First, let me clarify that if two phenotypes appear in the same inner list, e.g. A and B in [[A, B], [C]]
, they are treated as independent regressions (the same as if we had written [[A],[B],[C]]
), but are computed in a more computationally efficient way. The only requirement for appearing in the same inner list is a shared missingness pattern. Essentially, this expression should evaluate to true:
hl.is_defined(mt.pheno.A).collect() == hl.is_defined(mt.pheno.B).collect()
If every phenotype has a different missingness pattern, you can easily produce a list of independent lists with this python expression:
[[mt.pheno[x]] for x in mt.pheno]
This works because any “struct” (aka nested) annotation in Hail can be used as if it is a list of its children:
In [11]: mt = hl.balding_nichols_model(3,10,10)
...: mt.bn.describe()
2020-03-20 13:59:59 Hail: INFO: balding_nichols_model: generating genotypes for 3 populations, 10 samples, and 10 variants...

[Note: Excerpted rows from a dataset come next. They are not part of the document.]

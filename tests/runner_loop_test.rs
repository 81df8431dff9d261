//! Integration test: runner sessions with score persistence
//!
//! Play → collision → record → save → reload, across several runs

use arcade::games::runner::{
    CharacterState, Obstacle, ObstacleVariant, RunnerEvent, RunnerGame, RunnerSkin, ScoreBook,
    ScoreStore,
};
use rand::SeedableRng;
use rand_chacha::ChaCha8Rng;

fn temp_store(name: &str) -> ScoreStore {
    let dir = std::env::temp_dir().join(format!("arcade_runner_it_{}_{}", name, std::process::id()));
    std::fs::remove_dir_all(&dir).ok();
    ScoreStore::at(dir)
}

/// Run until the character hits something. Returns the game-over events seen.
fn run_until_crash(game: &mut RunnerGame, rng: &mut ChaCha8Rng) -> usize {
    let mut game_overs = 0;
    for _ in 0..10_000 {
        for event in game.tick(16, rng) {
            if matches!(event, RunnerEvent::GameOver(_)) {
                game_overs += 1;
            }
        }
        if game.game_over {
            break;
        }
    }
    game_overs
}

#[test]
fn test_idle_runner_crashes_exactly_once() {
    let mut rng = ChaCha8Rng::seed_from_u64(21);
    let mut game = RunnerGame::new(RunnerSkin::Dino, ScoreBook::default());
    let game_overs = run_until_crash(&mut game, &mut rng);

    assert!(game.game_over);
    assert_eq!(game_overs, 1);
    assert_eq!(game.state, CharacterState::Dead);
    // The opening cactus needs ~93 advances to reach the character.
    let record = game.last_record.unwrap();
    assert!(record.distance >= 27, "distance {}", record.distance);
    assert_eq!(game.scores.history.len(), 1);

    // Nothing else happens after game over.
    for _ in 0..100 {
        assert!(game.tick(16, &mut rng).is_empty());
    }
    assert_eq!(game.scores.history.len(), 1);
}

#[test]
fn test_history_cap_and_high_score_across_runs() {
    let store = temp_store("history");
    let mut rng = ChaCha8Rng::seed_from_u64(77);
    let mut game = RunnerGame::new(RunnerSkin::Bike, store.load(RunnerSkin::Bike));

    let mut best_distance = 0;
    let mut previous_high = game.scores.high_score;
    for run in 0..11 {
        // Vary run length by starting the cactus further away.
        game.obstacle = Obstacle::new(200.0 + run as f64 * 30.0, ObstacleVariant::SmallCactus2);
        run_until_crash(&mut game, &mut rng);
        let record = game.last_record.unwrap();
        best_distance = best_distance.max(record.distance);

        let high = game.scores.high_score;
        assert!(high.distance >= previous_high.distance);
        assert!(high.jumps >= previous_high.jumps);
        assert!(high.max_height >= previous_high.max_height);
        previous_high = high;

        store.save(RunnerSkin::Bike, &game.scores).unwrap();
        game.reset();
    }

    let reloaded = store.load(RunnerSkin::Bike);
    assert_eq!(reloaded.history.len(), 10);
    assert_eq!(reloaded.high_score.distance, best_distance);
    // Most recent run first: the last run started furthest away.
    assert!(reloaded.history[0].distance >= reloaded.history[9].distance);

    std::fs::remove_dir_all(store.root()).ok();
}

#[test]
fn test_timed_jumps_keep_runner_alive() {
    let mut rng = ChaCha8Rng::seed_from_u64(3);
    let mut game = RunnerGame::new(RunnerSkin::Dino, ScoreBook::default());
    game.obstacle = Obstacle::new(150.0, ObstacleVariant::LargeCactus3);
    assert!(game.handle_jump_input());

    for _ in 0..8 {
        game.tick(100, &mut rng);
    }
    assert!(!game.game_over);
    assert_eq!(game.stats.jumps, 1);
    assert!(game.stats.max_height > 100.0);
}

#[test]
fn test_reset_mid_jump_then_keep_running() {
    let mut rng = ChaCha8Rng::seed_from_u64(4);
    let mut game = RunnerGame::new(RunnerSkin::Dino, ScoreBook::default());
    game.handle_jump_input();
    game.tick(350, &mut rng);
    game.reset();

    assert_eq!(game.state, CharacterState::Running);
    assert_eq!(game.jump_offset(), 0.0);
    game.tick(250, &mut rng);
    game.tick(250, &mut rng);
    game.tick(250, &mut rng);
    assert_eq!(game.state, CharacterState::Running);
    assert_eq!(game.stats.jumps, 0);
}

#[test]
fn test_export_writes_dated_file() {
    let store = temp_store("export");
    let mut rng = ChaCha8Rng::seed_from_u64(9);
    let mut game = RunnerGame::new(RunnerSkin::Dino, ScoreBook::default());
    run_until_crash(&mut game, &mut rng);

    let path = store.export_history(game.skin, &game.scores).unwrap();
    let date = chrono::Utc::now().format("%Y-%m-%d").to_string();
    assert!(path.to_string_lossy().contains(&format!("Dino_Score_History_{}", date)));
    assert!(path.exists());

    std::fs::remove_dir_all(store.root()).ok();
}
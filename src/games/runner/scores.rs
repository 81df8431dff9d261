//! Per-skin score files and history export.

use super::types::{HighScore, RunnerSkin, ScoreBook, ScoreRecord};
use crate::utils::persistence::{arcade_dir, load_json_or_default, save_json};
use std::io;
use std::path::{Path, PathBuf};

/// Reads and writes runner scores under one directory.
#[derive(Debug, Clone)]
pub struct ScoreStore {
    root: PathBuf,
}

impl ScoreStore {
    /// Store rooted at the arcade directory.
    pub fn open_default() -> io::Result<Self> {
        Ok(Self::at(arcade_dir()?))
    }

    pub fn at(root: impl Into<PathBuf>) -> Self {
        Self { root: root.into() }
    }

    pub fn root(&self) -> &Path {
        &self.root
    }

    pub fn high_score_path(&self, skin: RunnerSkin) -> PathBuf {
        self.root.join(format!("{}_high_score.json", skin.key()))
    }

    pub fn history_path(&self, skin: RunnerSkin) -> PathBuf {
        self.root.join(format!("{}_score_history.json", skin.key()))
    }

    /// Load a skin's scores. Missing or corrupt files load as empty.
    pub fn load(&self, skin: RunnerSkin) -> ScoreBook {
        let history: Vec<ScoreRecord> = load_json_or_default(&self.history_path(skin));
        let high_score: HighScore = load_json_or_default(&self.high_score_path(skin));
        ScoreBook {
            history,
            high_score,
        }
    }

    pub fn save(&self, skin: RunnerSkin, book: &ScoreBook) -> io::Result<()> {
        save_json(&self.history_path(skin), &book.history)?;
        save_json(&self.high_score_path(skin), &book.high_score)?;
        tracing::debug!(skin = skin.key(), runs = book.history.len(), "scores saved");
        Ok(())
    }

    /// Write the history to `exports/<Skin>_Score_History_<date>.json` and
    /// return the file's path.
    pub fn export_history(&self, skin: RunnerSkin, book: &ScoreBook) -> io::Result<PathBuf> {
        let date = chrono::Utc::now().format("%Y-%m-%d");
        let path = self
            .root
            .join("exports")
            .join(format!("{}_Score_History_{}.json", skin.label(), date));
        save_json(&path, &book.history)?;
        tracing::info!(path = %path.display(), "score history exported");
        Ok(path)
    }
}

#[cfg(test)]
mod tests {
    use super::*;
    use std::fs;

    fn temp_store(name: &str) -> ScoreStore {
        let dir = std::env::temp_dir().join(format!("arcade_scores_{}_{}", name, std::process::id()));
        fs::remove_dir_all(&dir).ok();
        ScoreStore::at(dir)
    }

    fn record(distance: u32) -> ScoreRecord {
        ScoreRecord {
            distance,
            jumps: 3,
            max_height: 117.55,
            min_height: 0.0,
            timestamp: 1_700_000_000,
        }
    }

    #[test]
    fn test_file_names_per_skin() {
        let store = ScoreStore::at("/tmp/x");
        assert!(store.high_score_path(RunnerSkin::Dino).ends_with("dino_high_score.json"));
        assert!(store.history_path(RunnerSkin::Bike).ends_with("bike_score_history.json"));
    }

    #[test]
    fn test_load_from_empty_dir_is_default() {
        let store = temp_store("empty");
        assert_eq!(store.load(RunnerSkin::Dino), ScoreBook::default());
    }

    #[test]
    fn test_save_load_roundtrip_keeps_skins_apart() {
        let store = temp_store("roundtrip");
        let mut book = ScoreBook::default();
        book.record(record(10), 10);
        book.record(record(25), 10);
        store.save(RunnerSkin::Dino, &book).unwrap();

        assert_eq!(store.load(RunnerSkin::Dino), book);
        assert_eq!(store.load(RunnerSkin::Bike), ScoreBook::default());

        fs::remove_dir_all(store.root()).ok();
    }

    #[test]
    fn test_saved_json_uses_camel_case_keys() {
        let store = temp_store("keys");
        let mut book = ScoreBook::default();
        book.record(record(10), 10);
        store.save(RunnerSkin::Bike, &book).unwrap();

        let json = fs::read_to_string(store.high_score_path(RunnerSkin::Bike)).unwrap();
        assert!(json.contains("\"maxHeight\""));

        fs::remove_dir_all(store.root()).ok();
    }

    #[test]
    fn test_export_history() {
        let store = temp_store("export");
        let mut book = ScoreBook::default();
        book.record(record(10), 10);
        let path = store.export_history(RunnerSkin::Bike, &book).unwrap();

        let name = path.file_name().unwrap().to_string_lossy().to_string();
        assert!(name.starts_with("Bike_Score_History_"));
        assert!(name.ends_with(".json"));
        assert!(path.parent().unwrap().ends_with("exports"));

        let exported: Vec<ScoreRecord> =
            serde_json::from_str(&fs::read_to_string(&path).unwrap()).unwrap();
        assert_eq!(exported, book.history);

        fs::remove_dir_all(store.root()).ok();
    }
}
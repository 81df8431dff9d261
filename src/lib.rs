//! Arcade - terminal mini-game collection.
//!
//! Board games (Tic-Tac-Toe, Connect Four) with a heuristic computer
//! opponent, and an obstacle runner with Dino and Bike skins.

pub mod core;
pub mod games;
pub mod input;
pub mod ui;
pub mod utils;
//! Board engine: turn management, scoreboard, and the scheduled computer reply.

use super::heuristic::select_heuristic_move;
use super::types::{Board, BoardKind, MoveRejected, Player, Status};
use crate::core::scheduler::Scheduler;
use rand::Rng;
use serde::{Deserialize, Serialize};

/// Who controls player two.
#[derive(Debug, Clone, Copy, PartialEq, Eq, Serialize, Deserialize)]
pub enum PlayMode {
    HumanVsHuman,
    HumanVsComputer,
}

impl PlayMode {
    pub fn name(&self) -> &'static str {
        match self {
            Self::HumanVsHuman => "Human vs Human",
            Self::HumanVsComputer => "Human vs Computer",
        }
    }

    pub fn toggled(&self) -> Self {
        match self {
            Self::HumanVsHuman => Self::HumanVsComputer,
            Self::HumanVsComputer => Self::HumanVsHuman,
        }
    }
}

/// Session tallies. Survive `reset()`, cleared by `reset_scores()`.
#[derive(Debug, Clone, Copy, Default, PartialEq, Eq, Serialize, Deserialize)]
pub struct Scoreboard {
    pub one_wins: u32,
    pub two_wins: u32,
    pub ties: u32,
}

impl Scoreboard {
    pub fn record(&mut self, status: Status) {
        match status {
            Status::Won(Player::One) => self.one_wins += 1,
            Status::Won(Player::Two) => self.two_wins += 1,
            Status::Tied => self.ties += 1,
            Status::InProgress => {}
        }
    }

    pub fn wins(&self, player: Player) -> u32 {
        match player {
            Player::One => self.one_wins,
            Player::Two => self.two_wins,
        }
    }
}

/// Deferred work owned by a board session.
#[derive(Debug, Clone, Copy, PartialEq, Eq)]
pub enum BoardTask {
    ComputerMove,
}

/// UI-agnostic input actions for board games.
#[derive(Debug, Clone, Copy, PartialEq, Eq)]
pub enum BoardInput {
    Up,
    Down,
    Left,
    Right,
    /// Play at the cursor.
    Place,
    /// Play directly at a move-space position (cell, or column under gravity).
    PlaceAt(usize),
    NewGame,
    ResetScores,
    ToggleMode,
    Other,
}

/// A board game session.
#[derive(Debug, Clone)]
pub struct BoardEngine {
    pub board: Board,
    pub scoreboard: Scoreboard,
    pub mode: PlayMode,
    /// Side the computer plays in `HumanVsComputer` mode.
    pub computer: Player,
    /// Cursor in the move space.
    pub cursor: usize,
    scheduler: Scheduler<BoardTask>,
}

impl BoardEngine {
    pub fn new(kind: BoardKind, mode: PlayMode) -> Self {
        tracing::info!(game = kind.name(), mode = mode.name(), "board game started");
        Self {
            board: Board::new(kind),
            scoreboard: Scoreboard::default(),
            mode,
            computer: Player::Two,
            cursor: initial_cursor(kind),
            scheduler: Scheduler::new(),
        }
    }

    pub fn kind(&self) -> BoardKind {
        self.board.kind
    }

    /// True while a computer reply is scheduled but not yet played.
    pub fn is_computer_thinking(&self) -> bool {
        self.scheduler.is_pending(BoardTask::ComputerMove)
    }

    fn is_computer_turn(&self) -> bool {
        self.mode == PlayMode::HumanVsComputer
            && self.board.turn == self.computer
            && self.board.status == Status::InProgress
    }

    /// Apply a move for whoever's turn it is.
    pub fn apply_move(&mut self, position: usize) -> Result<&Board, MoveRejected> {
        let mover = self.board.turn;
        let cell = self.board.apply_move(position)?;
        tracing::debug!(position, cell, player = ?mover, "move applied");

        if self.board.status.is_terminal() {
            self.scoreboard.record(self.board.status);
            self.scheduler.cancel_all();
            tracing::info!(
                game = self.kind().name(),
                status = ?self.board.status,
                "board game finished"
            );
        } else {
            self.schedule_computer_if_due();
        }
        Ok(&self.board)
    }

    /// Move on behalf of the human at the keyboard.
    pub fn human_move(&mut self, position: usize) -> Result<&Board, MoveRejected> {
        if self.is_computer_turn() {
            return Err(MoveRejected::AwaitingComputer);
        }
        self.apply_move(position)
    }

    /// Fresh board; scoreboard kept, pending computer reply dropped.
    pub fn reset(&mut self) -> &Board {
        self.scheduler.cancel_all();
        self.board = Board::new(self.kind());
        self.cursor = initial_cursor(self.kind());
        self.schedule_computer_if_due();
        &self.board
    }

    pub fn reset_scores(&mut self) {
        self.scoreboard = Scoreboard::default();
    }

    pub fn set_mode(&mut self, mode: PlayMode) {
        if self.mode == mode {
            return;
        }
        self.mode = mode;
        self.scheduler.cancel_task(BoardTask::ComputerMove);
        self.schedule_computer_if_due();
    }

    fn schedule_computer_if_due(&mut self) {
        if self.is_computer_turn() && !self.is_computer_thinking() {
            self.scheduler
                .after(BoardTask::ComputerMove, self.kind().think_delay_ms());
        }
    }

    /// Advance session time. Returns the position the computer played, if it
    /// moved during this interval.
    pub fn tick<R: Rng>(&mut self, dt_ms: u64, rng: &mut R) -> Option<usize> {
        let deadline = self.scheduler.deadline(dt_ms);
        let mut played = None;
        while let Some(task) = self.scheduler.pop_due(deadline) {
            match task {
                BoardTask::ComputerMove => {
                    if let Some(position) = self.play_computer_move(rng) {
                        played = Some(position);
                    }
                }
            }
        }
        played
    }

    fn play_computer_move<R: Rng>(&mut self, rng: &mut R) -> Option<usize> {
        // The board may have changed since the reply was scheduled.
        if !self.is_computer_turn() {
            tracing::debug!("discarding stale computer move");
            return None;
        }
        let position = select_heuristic_move(&self.board, self.computer, rng)?;
        match self.apply_move(position) {
            Ok(_) => Some(position),
            Err(e) => {
                tracing::warn!(position, error = %e, "heuristic picked an illegal move");
                None
            }
        }
    }

    /// Move the cursor within the move space.
    pub fn move_cursor(&mut self, d_row: i32, d_col: i32) {
        let shape = self.board.shape();
        if shape.gravity {
            let col = (self.cursor as i32 + d_col).clamp(0, shape.cols as i32 - 1);
            self.cursor = col as usize;
        } else {
            let row = (self.cursor / shape.cols) as i32;
            let col = (self.cursor % shape.cols) as i32;
            let row = (row + d_row).clamp(0, shape.rows as i32 - 1) as usize;
            let col = (col + d_col).clamp(0, shape.cols as i32 - 1) as usize;
            self.cursor = row * shape.cols + col;
        }
    }
}

fn initial_cursor(kind: BoardKind) -> usize {
    kind.move_space() / 2
}

/// Process an input on an active board game.
/// Returns the rejection when a placement was refused.
pub fn process_input(engine: &mut BoardEngine, input: BoardInput) -> Result<(), MoveRejected> {
    match input {
        BoardInput::Up => engine.move_cursor(-1, 0),
        BoardInput::Down => engine.move_cursor(1, 0),
        BoardInput::Left => engine.move_cursor(0, -1),
        BoardInput::Right => engine.move_cursor(0, 1),
        BoardInput::Place => {
            let cursor = engine.cursor;
            engine.human_move(cursor)?;
        }
        BoardInput::PlaceAt(position) => {
            engine.human_move(position)?;
            if position < engine.kind().move_space() {
                engine.cursor = position;
            }
        }
        BoardInput::NewGame => {
            engine.reset();
        }
        BoardInput::ResetScores => engine.reset_scores(),
        BoardInput::ToggleMode => {
            let mode = engine.mode.toggled();
            engine.set_mode(mode);
        }
        BoardInput::Other => {}
    }
    Ok(())
}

--------------------------------------------------------
Type:
struct {
n_populations: int32,
n_samples: int32,
n_variants: int32,
n_partitions: int32,
pop_dist: array<int32>,
fst: array<float64>,
mixture: bool
}
--------------------------------------------------------
Source:
<hail.matrixtable.MatrixTable object at 0x120b2c4d0>
Index:
[]
--------------------------------------------------------
In [12]: list(mt.bn)
Out[12]:
['n_populations',
'n_samples',
'n_variants',
'n_partitions',
'pop_dist',
'fst',
'mixture']